*** Exercise materials ***

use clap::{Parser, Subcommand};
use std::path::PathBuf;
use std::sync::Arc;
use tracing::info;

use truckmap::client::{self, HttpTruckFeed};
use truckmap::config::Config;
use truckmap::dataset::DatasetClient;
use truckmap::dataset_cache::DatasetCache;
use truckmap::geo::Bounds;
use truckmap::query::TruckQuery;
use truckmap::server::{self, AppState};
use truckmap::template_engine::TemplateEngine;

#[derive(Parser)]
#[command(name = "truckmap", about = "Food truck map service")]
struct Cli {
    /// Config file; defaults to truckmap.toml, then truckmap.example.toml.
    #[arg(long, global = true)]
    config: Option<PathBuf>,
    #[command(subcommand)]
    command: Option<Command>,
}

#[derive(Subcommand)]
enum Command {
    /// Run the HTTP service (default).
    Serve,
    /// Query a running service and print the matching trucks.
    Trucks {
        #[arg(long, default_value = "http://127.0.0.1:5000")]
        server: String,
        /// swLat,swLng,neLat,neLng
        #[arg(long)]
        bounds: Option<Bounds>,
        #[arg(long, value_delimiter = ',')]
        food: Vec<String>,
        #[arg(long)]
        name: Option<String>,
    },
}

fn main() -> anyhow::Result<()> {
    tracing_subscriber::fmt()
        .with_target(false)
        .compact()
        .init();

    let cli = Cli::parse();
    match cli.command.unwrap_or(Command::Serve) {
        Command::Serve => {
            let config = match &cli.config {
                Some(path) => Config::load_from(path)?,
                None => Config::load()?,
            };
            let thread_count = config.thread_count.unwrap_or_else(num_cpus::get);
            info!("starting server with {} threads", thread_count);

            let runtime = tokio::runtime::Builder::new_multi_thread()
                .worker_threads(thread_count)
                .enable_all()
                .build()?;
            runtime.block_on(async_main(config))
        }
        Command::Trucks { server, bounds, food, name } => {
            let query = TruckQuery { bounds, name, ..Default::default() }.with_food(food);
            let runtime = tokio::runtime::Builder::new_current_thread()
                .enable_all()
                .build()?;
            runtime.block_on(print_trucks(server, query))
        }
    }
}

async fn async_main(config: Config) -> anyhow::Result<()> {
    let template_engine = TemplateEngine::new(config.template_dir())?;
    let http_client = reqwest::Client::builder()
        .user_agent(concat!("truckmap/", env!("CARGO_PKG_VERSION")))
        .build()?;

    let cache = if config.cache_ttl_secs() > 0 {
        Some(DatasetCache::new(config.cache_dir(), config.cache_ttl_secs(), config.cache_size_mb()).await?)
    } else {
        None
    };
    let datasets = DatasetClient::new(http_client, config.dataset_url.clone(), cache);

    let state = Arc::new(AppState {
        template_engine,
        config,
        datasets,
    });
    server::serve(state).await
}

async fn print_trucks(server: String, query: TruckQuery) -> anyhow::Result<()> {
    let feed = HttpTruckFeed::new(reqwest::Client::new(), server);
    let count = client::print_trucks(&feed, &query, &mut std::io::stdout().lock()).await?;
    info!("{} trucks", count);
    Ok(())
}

*** End of Exercise materials ***
*** Exercise materials ***

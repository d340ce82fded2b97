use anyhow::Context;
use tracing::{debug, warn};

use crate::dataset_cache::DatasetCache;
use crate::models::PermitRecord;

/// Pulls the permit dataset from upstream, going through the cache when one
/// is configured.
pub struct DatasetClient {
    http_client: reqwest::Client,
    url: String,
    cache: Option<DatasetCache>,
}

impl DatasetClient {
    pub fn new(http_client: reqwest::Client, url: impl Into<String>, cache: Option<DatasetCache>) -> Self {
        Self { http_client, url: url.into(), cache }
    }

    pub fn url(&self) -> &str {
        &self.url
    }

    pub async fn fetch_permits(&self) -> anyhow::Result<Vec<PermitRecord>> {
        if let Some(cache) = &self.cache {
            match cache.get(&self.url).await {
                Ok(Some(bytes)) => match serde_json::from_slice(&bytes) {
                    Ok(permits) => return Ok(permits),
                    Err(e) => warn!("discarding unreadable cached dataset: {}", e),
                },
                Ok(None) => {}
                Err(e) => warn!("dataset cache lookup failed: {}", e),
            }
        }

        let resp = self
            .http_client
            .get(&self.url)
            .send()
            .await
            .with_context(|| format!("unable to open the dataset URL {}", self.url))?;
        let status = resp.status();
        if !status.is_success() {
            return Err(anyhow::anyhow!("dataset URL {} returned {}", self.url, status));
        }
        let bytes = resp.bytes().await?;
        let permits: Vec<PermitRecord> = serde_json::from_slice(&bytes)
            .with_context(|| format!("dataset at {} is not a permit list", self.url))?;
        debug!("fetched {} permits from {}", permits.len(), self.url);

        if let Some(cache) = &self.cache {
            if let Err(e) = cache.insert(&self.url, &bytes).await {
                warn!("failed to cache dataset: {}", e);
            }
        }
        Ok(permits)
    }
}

*** End of Exercise materials ***

The problem.
Using the data above, show each line where "name" occurs.

Written response.
#[command(name = "truckmap", about = "Food truck map service")]
        name: Option<String>,
        Command::Trucks { server, bounds, food, name } => {
            let query = TruckQuery { bounds, name, ..Default::default() }.with_food(food);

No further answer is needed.